Data for review: Begin
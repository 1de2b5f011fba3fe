//! Paginated, filterable list view-model.
//!
//! Like the form, the list keeps an immutable [`ListState`] snapshot that the
//! presentation layer reads, and a [`ListController`] that runs the
//! transitions involving the network.
//!
//! Fetching is explicit. Typing into a filter never fetches; only
//! [`ListController::search`] (or a page change) does.
//!
//! Each network action also comes split in two: a synchronous `begin_*`
//! step that moves the snapshot into its in-flight state, and an awaited
//! `finish_*` step. A caller that draws in between shows the loading state.

use tracing::{debug, info, warn};

use crate::{
  ApiError,
  api::{BeneficiaryApi, DEFAULT_PER_PAGE, ExportFormat, FilterKey, ListFilters, ListQuery},
  beneficiary::{Beneficiary, BeneficiaryPage, HistoryEntry},
};

// ─── Snapshot ────────────────────────────────────────────────────────────────

#[derive(Debug, Clone, Copy, PartialEq, Eq)]
pub struct Pagination {
  pub page:     u32,
  pub per_page: u32,
  pub total:    u64,
  pub pages:    u32,
}

impl Pagination {
  pub fn new(per_page: u32) -> Self {
    Self {
      page: 1,
      per_page,
      total: 0,
      pages: 0,
    }
  }

  pub fn has_previous(&self) -> bool { self.page > 1 }

  pub fn has_next(&self) -> bool { self.page < self.pages }
}

/// A delete waiting for the user's confirmation.
#[derive(Debug, Clone, PartialEq, Eq)]
pub struct DeleteRequest {
  pub id:   i64,
  pub name: String,
}

impl DeleteRequest {
  pub fn prompt(&self) -> String { format!("Delete beneficiary {}?", self.name) }
}

/// Change history of one record, as shown beside the list.
#[derive(Debug, Clone, PartialEq, Eq)]
pub struct HistoryView {
  pub id:      i64,
  pub name:    String,
  pub entries: Vec<HistoryEntry>,
  pub error:   Option<String>,
}

#[derive(Debug, Clone)]
pub struct ListState {
  pub items:          Vec<Beneficiary>,
  pub filters:        ListFilters,
  pub pagination:     Pagination,
  /// A list fetch is outstanding.
  pub loading:        bool,
  /// Banner shown in place of the table when the last fetch failed.
  pub error:          Option<String>,
  /// Blocking message the user must dismiss (failed delete or export).
  pub alert:          Option<String>,
  /// Transient confirmation, e.g. where an export was saved.
  pub notice:         Option<String>,
  pub pending_delete: Option<DeleteRequest>,
  pub history:        Option<HistoryView>,
}

impl ListState {
  pub fn new(per_page: u32) -> Self {
    Self {
      items:          Vec::new(),
      filters:        ListFilters::default(),
      pagination:     Pagination::new(per_page),
      loading:        false,
      error:          None,
      alert:          None,
      notice:         None,
      pending_delete: None,
      history:        None,
    }
  }

  /// The request the current state would issue.
  pub fn query(&self) -> ListQuery {
    ListQuery {
      filters:  self.filters.to_query(),
      page:     self.pagination.page,
      per_page: self.pagination.per_page,
    }
  }

  pub fn with_filter(mut self, key: FilterKey, value: &str) -> Self {
    self.filters.set(key, value);
    self
  }

  pub fn with_page(mut self, page: u32) -> Self {
    self.pagination.page = page;
    self
  }

  pub fn begin_fetch(mut self) -> Self {
    self.loading = true;
    self.error = None;
    self
  }

  /// Apply a list response. Counters missing from the response, or zero,
  /// fall back to page 1, 10 per page, no records, a single page.
  pub fn with_page_result(mut self, result: Result<BeneficiaryPage, ApiError>) -> Self {
    let positive = |n: Option<u32>, fallback| n.filter(|n| *n > 0).unwrap_or(fallback);
    self.loading = false;
    match result {
      Ok(page) => {
        self.items = page.items;
        self.pagination = Pagination {
          page:     positive(page.current_page, 1),
          per_page: positive(page.per_page, DEFAULT_PER_PAGE),
          total:    page.total.unwrap_or(0),
          pages:    positive(page.pages, 1),
        };
        self.error = None;
      }
      Err(e) => {
        self.items.clear();
        self.error = Some(format!("Failed to load beneficiaries: {e}"));
      }
    }
    self
  }

  pub fn find(&self, id: i64) -> Option<&Beneficiary> {
    self.items.iter().find(|b| b.id == Some(id))
  }
}

// ─── Controller ──────────────────────────────────────────────────────────────

pub struct ListController<A> {
  api:   A,
  state: ListState,
}

impl<A: BeneficiaryApi> ListController<A> {
  pub fn new(api: A, per_page: u32) -> Self {
    Self {
      api,
      state: ListState::new(per_page),
    }
  }

  pub fn state(&self) -> &ListState { &self.state }

  fn transition(&mut self, f: impl FnOnce(ListState) -> ListState) {
    let per_page = self.state.pagination.per_page;
    let prev = std::mem::replace(&mut self.state, ListState::new(per_page));
    self.state = f(prev);
  }

  /// Mark a fetch of the current page as outstanding.
  pub fn begin_fetch(&mut self) { self.transition(ListState::begin_fetch); }

  /// Request the page the snapshot points at and apply the response.
  pub async fn finish_fetch(&mut self) {
    let query = self.state.query();
    debug!(?query, "fetching beneficiaries");
    let result = self.api.list(&query).await;
    if let Err(e) = &result {
      warn!(error = %e, "listing beneficiaries failed");
    }
    self.transition(|s| s.with_page_result(result));
  }

  /// Fetch the current page with the current filters.
  pub async fn fetch(&mut self) {
    self.begin_fetch();
    self.finish_fetch().await;
  }

  /// Update a filter value without fetching.
  pub fn set_filter(&mut self, key: FilterKey, value: &str) {
    self.transition(|s| s.with_filter(key, value));
  }

  pub fn begin_search(&mut self) {
    self.transition(|s| s.with_page(1).begin_fetch());
  }

  /// Go back to page 1 and fetch with the current filters.
  pub async fn search(&mut self) {
    self.begin_search();
    self.finish_fetch().await;
  }

  /// Step back one page, if there is one. Returns whether it moved.
  pub fn begin_previous_page(&mut self) -> bool {
    if !self.state.pagination.has_previous() {
      return false;
    }
    let page = self.state.pagination.page - 1;
    self.transition(|s| s.with_page(page).begin_fetch());
    true
  }

  pub fn begin_next_page(&mut self) -> bool {
    if !self.state.pagination.has_next() {
      return false;
    }
    let page = self.state.pagination.page + 1;
    self.transition(|s| s.with_page(page).begin_fetch());
    true
  }

  /// Move to the previous page, if there is one. Returns whether it moved.
  pub async fn previous_page(&mut self) -> bool {
    if !self.begin_previous_page() {
      return false;
    }
    self.finish_fetch().await;
    true
  }

  /// Move to the next page, if there is one. Returns whether it moved.
  pub async fn next_page(&mut self) -> bool {
    if !self.begin_next_page() {
      return false;
    }
    self.finish_fetch().await;
    true
  }

  // ── Delete ────────────────────────────────────────────────────────────────

  /// Ask for confirmation before deleting record `id`. Returns `false` if
  /// the record is not on the current page.
  pub fn request_delete(&mut self, id: i64) -> bool {
    let Some(target) = self.state.find(id) else {
      return false;
    };
    let request = DeleteRequest {
      id,
      name: target.full_name.clone(),
    };
    self.transition(|mut s| {
      s.pending_delete = Some(request);
      s
    });
    true
  }

  pub fn cancel_delete(&mut self) {
    self.transition(|mut s| {
      s.pending_delete = None;
      s
    });
  }

  /// Take the confirmed request off the modal.
  pub fn begin_delete(&mut self) -> Option<DeleteRequest> {
    let request = self.state.pending_delete.clone()?;
    self.cancel_delete();
    Some(request)
  }

  /// Delete `request`'s record, then reload the current page.
  ///
  /// If the reload shows the current page no longer exists, the list moves
  /// to the last page and fetches once more. On failure the list is left as
  /// it was and the error goes to the blocking alert.
  pub async fn finish_delete(&mut self, request: DeleteRequest) -> bool {
    if let Err(e) = self.api.delete(request.id).await {
      warn!(id = request.id, error = %e, "deleting beneficiary failed");
      self.transition(|mut s| {
        s.alert = Some(format!("Failed to delete beneficiary: {e}"));
        s
      });
      return false;
    }
    info!(id = request.id, "beneficiary deleted");

    self.fetch().await;
    let Pagination { page, pages, .. } = self.state.pagination;
    if self.state.error.is_none() && page > pages {
      self.transition(|s| s.with_page(pages));
      self.fetch().await;
    }
    true
  }

  /// Carry out the pending delete, if there is one.
  pub async fn confirm_delete(&mut self) -> bool {
    match self.begin_delete() {
      Some(request) => self.finish_delete(request).await,
      None => false,
    }
  }

  // ── Export ────────────────────────────────────────────────────────────────

  /// Download the records matching the current filters.
  pub async fn export(&mut self, format: ExportFormat) -> bool {
    let filters = self.state.filters.to_query();
    match self.api.export(format, &filters).await {
      Ok(path) => {
        info!(path = %path.display(), "export saved");
        self.transition(|mut s| {
          s.notice = Some(format!("{} saved to {}", format.label(), path.display()));
          s
        });
        true
      }
      Err(e) => {
        warn!(?format, error = %e, "export failed");
        self.transition(|mut s| {
          s.alert = Some(format!("Failed to export {}: {e}", format.label()));
          s
        });
        false
      }
    }
  }

  pub fn dismiss_alert(&mut self) {
    self.transition(|mut s| {
      s.alert = None;
      s
    });
  }

  pub fn clear_notice(&mut self) {
    self.transition(|mut s| {
      s.notice = None;
      s
    });
  }

  // ── History ───────────────────────────────────────────────────────────────

  /// Load the change history of record `id` into the side pane.
  pub async fn open_history(&mut self, id: i64) {
    let name = self
      .state
      .find(id)
      .map(|b| b.full_name.clone())
      .unwrap_or_default();
    let view = match self.api.history(id).await {
      Ok(entries) => HistoryView {
        id,
        name,
        entries,
        error: None,
      },
      Err(e) => {
        warn!(id, error = %e, "loading history failed");
        HistoryView {
          id,
          name,
          entries: Vec::new(),
          error: Some(format!("Failed to load history: {e}")),
        }
      }
    };
    self.transition(|mut s| {
      s.history = Some(view);
      s
    });
  }

  pub fn close_history(&mut self) {
    self.transition(|mut s| {
      s.history = None;
      s
    });
  }
}
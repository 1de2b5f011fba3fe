//! Registration / edit form screen.

use benef_core::{
  field::{Field, Section},
  form::{Banner, FormMode, FormState},
};
use ratatui::{
  Frame,
  layout::{Constraint, Layout, Rect},
  style::{Color, Modifier, Style},
  text::{Line, Span},
  widgets::{Block, Borders, Paragraph},
};

use crate::app::App;

const LABEL_WIDTH: usize = 22;

// ─── Public entry ─────────────────────────────────────────────────────────────

/// Render the form into `area`.
pub fn draw(f: &mut Frame, area: Rect, app: &App) {
  let Some(form) = &app.form else {
    return;
  };
  let state = form.state();

  let title = match state.mode {
    FormMode::Create => " New beneficiary ".to_owned(),
    FormMode::Edit(id) => format!(" Edit beneficiary #{id} "),
  };
  let block = Block::default()
    .title(title)
    .borders(Borders::ALL)
    .border_style(Style::default().fg(Color::DarkGray));
  let inner = block.inner(area);
  f.render_widget(block, area);

  let [banner, fields] =
    Layout::vertical([Constraint::Length(1), Constraint::Min(0)]).areas(inner);
  draw_banner(f, banner, state);

  let (lines, cursor_line) = field_lines(state, &app.visible_fields(), app.form_cursor);

  // Keep the cursor row on screen.
  let height = fields.height as usize;
  let scroll = cursor_line.saturating_sub(height.saturating_sub(2));
  f.render_widget(Paragraph::new(lines).scroll((scroll as u16, 0)), fields);
}

fn draw_banner(f: &mut Frame, area: Rect, state: &FormState) {
  let (text, style) = match &state.banner {
    Banner::None if state.errors.is_empty() => (String::new(), Style::default()),
    Banner::None => (
      format!("{} field(s) need attention", state.errors.len()),
      Style::default().fg(Color::Red),
    ),
    Banner::Loading if state.submitting => (
      "Saving…".to_owned(),
      Style::default().fg(Color::DarkGray),
    ),
    Banner::Loading => ("Loading…".to_owned(), Style::default().fg(Color::DarkGray)),
    Banner::Success(msg) => (
      msg.clone(),
      Style::default()
        .fg(Color::Green)
        .add_modifier(Modifier::BOLD),
    ),
    Banner::Failure(msg) => (msg.clone(), Style::default().fg(Color::Red)),
  };
  f.render_widget(Paragraph::new(text).style(style), area);
}

// ─── Field rows ───────────────────────────────────────────────────────────────

/// One line per section heading and per field, plus the line index of the
/// field under the cursor.
fn field_lines(state: &FormState, fields: &[Field], cursor: usize) -> (Vec<Line<'static>>, usize) {
  let mut lines = Vec::new();
  let mut cursor_line = 0;
  let mut section: Option<Section> = None;

  for (i, field) in fields.iter().copied().enumerate() {
    if section != Some(field.section()) {
      if section.is_some() {
        lines.push(Line::from(""));
      }
      section = Some(field.section());
      lines.push(Line::from(Span::styled(
        field.section().title(),
        Style::default()
          .fg(Color::Cyan)
          .add_modifier(Modifier::BOLD),
      )));
    }

    let focused = i == cursor;
    if focused {
      cursor_line = lines.len();
    }
    lines.push(field_line(state, field, focused));
  }

  (lines, cursor_line)
}

fn field_line(state: &FormState, field: Field, focused: bool) -> Line<'static> {
  let marker = if focused { "▸ " } else { "  " };
  let required = if field.is_required() { "*" } else { "" };
  let label = format!("{}{required}", field.label());

  let value = state.record.get(field);
  let shown = match (field.choices().is_some(), focused) {
    (true, true) => format!("‹ {value} ›"),
    (true, false) if value.is_empty() => "-".to_owned(),
    (false, true) => format!("{value}_"),
    _ => value.to_owned(),
  };
  let hint = if field.is_date() && value.is_empty() {
    " YYYY-MM-DD"
  } else {
    ""
  };

  let label_style = if focused {
    Style::default()
      .fg(Color::Yellow)
      .add_modifier(Modifier::BOLD)
  } else {
    Style::default().fg(Color::Gray)
  };

  let mut spans = vec![
    Span::styled(marker, label_style),
    Span::styled(format!("{label:<LABEL_WIDTH$}"), label_style),
    Span::raw(shown),
    Span::styled(hint, Style::default().fg(Color::DarkGray)),
  ];
  if let Some(error) = state.error(field) {
    spans.push(Span::styled(
      format!("  {error}"),
      Style::default().fg(Color::Red),
    ));
  }
  Line::from(spans)
}
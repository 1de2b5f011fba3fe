//! Error types for `benef-core`.

use thiserror::Error;

/// A failed call against the beneficiary REST API.
///
/// The `Display` output is what the UI shows the user: server-reported
/// messages pass through verbatim.
#[derive(Debug, Clone, PartialEq, Eq, Error)]
pub enum ApiError {
  /// The server answered with a non-2xx status.
  #[error("{message}")]
  Http { status: u16, message: String },

  /// The request never produced a response (connection refused, timeout…).
  #[error("{0}")]
  Transport(String),

  /// A 2xx response whose body did not have the expected shape.
  #[error("unexpected response body: {0}")]
  Decode(String),

  /// Writing a downloaded export to disk failed.
  #[error("{0}")]
  Io(String),
}

impl ApiError {
  /// Error for a non-2xx status whose body was not inspected.
  pub fn status_only(status: u16) -> Self {
    Self::Http {
      status,
      message: format!("HTTP error! status: {status}"),
    }
  }

  /// Error for a non-2xx status, preferring the `{"error": "..."}` message
  /// carried in `body` when there is one.
  pub fn from_response(status: u16, body: &[u8]) -> Self {
    let message = serde_json::from_slice::<serde_json::Value>(body)
      .ok()
      .and_then(|v| v.get("error")?.as_str().map(str::to_owned))
      .filter(|m| !m.is_empty());
    match message {
      Some(message) => Self::Http { status, message },
      None => Self::status_only(status),
    }
  }

  /// The HTTP status, when the server answered at all.
  pub fn status(&self) -> Option<u16> {
    match self {
      Self::Http { status, .. } => Some(*status),
      _ => None,
    }
  }
}

#[cfg(test)]
mod tests {
  use super::*;

  #[test]
  fn server_message_passes_through() {
    let err = ApiError::from_response(400, br#"{"error":"CPF already registered"}"#);
    assert_eq!(err.to_string(), "CPF already registered");
    assert_eq!(err.status(), Some(400));
  }

  #[test]
  fn missing_message_synthesizes_status_text() {
    let err = ApiError::from_response(502, b"<html>bad gateway</html>");
    assert_eq!(err.to_string(), "HTTP error! status: 502");

    let err = ApiError::from_response(500, br#"{"detail":"boom"}"#);
    assert_eq!(err.to_string(), "HTTP error! status: 500");
  }
}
Data for review: End
> **Assignment**
Up to and including the line with "fetch is outstanding.", output each line of the entries above exactly, starting from the first.

> **Result of the exercise**
repository 1de2b5f011fba3fe
//! Paginated, filterable list view-model.
//!
//! Like the form, the list keeps an immutable [`ListState`] snapshot that the
//! presentation layer reads, and a [`ListController`] that runs the
//! transitions involving the network.
//!
//! Fetching is explicit. Typing into a filter never fetches; only
//! [`ListController::search`] (or a page change) does.
//!
//! Each network action also comes split in two: a synchronous `begin_*`
//! step that moves the snapshot into its in-flight state, and an awaited
//! `finish_*` step. A caller that draws in between shows the loading state.

use tracing::{debug, info, warn};

use crate::{
  ApiError,
  api::{BeneficiaryApi, DEFAULT_PER_PAGE, ExportFormat, FilterKey, ListFilters, ListQuery},
  beneficiary::{Beneficiary, BeneficiaryPage, HistoryEntry},
};

// ─── Snapshot ────────────────────────────────────────────────────────────────

#[derive(Debug, Clone, Copy, PartialEq, Eq)]
pub struct Pagination {
  pub page:     u32,
  pub per_page: u32,
  pub total:    u64,
  pub pages:    u32,
}

impl Pagination {
  pub fn new(per_page: u32) -> Self {
    Self {
      page: 1,
      per_page,
      total: 0,
      pages: 0,
    }
  }

  pub fn has_previous(&self) -> bool { self.page > 1 }

  pub fn has_next(&self) -> bool { self.page < self.pages }
}

/// A delete waiting for the user's confirmation.
#[derive(Debug, Clone, PartialEq, Eq)]
pub struct DeleteRequest {
  pub id:   i64,
  pub name: String,
}

impl DeleteRequest {
  pub fn prompt(&self) -> String { format!("Delete beneficiary {}?", self.name) }
}

/// Change history of one record, as shown beside the list.
#[derive(Debug, Clone, PartialEq, Eq)]
pub struct HistoryView {
  pub id:      i64,
  pub name:    String,
  pub entries: Vec<HistoryEntry>,
  pub error:   Option<String>,
}

#[derive(Debug, Clone)]
pub struct ListState {
  pub items:          Vec<Beneficiary>,
  pub filters:        ListFilters,
  pub pagination:     Pagination,
  /// A list fetch is outstanding.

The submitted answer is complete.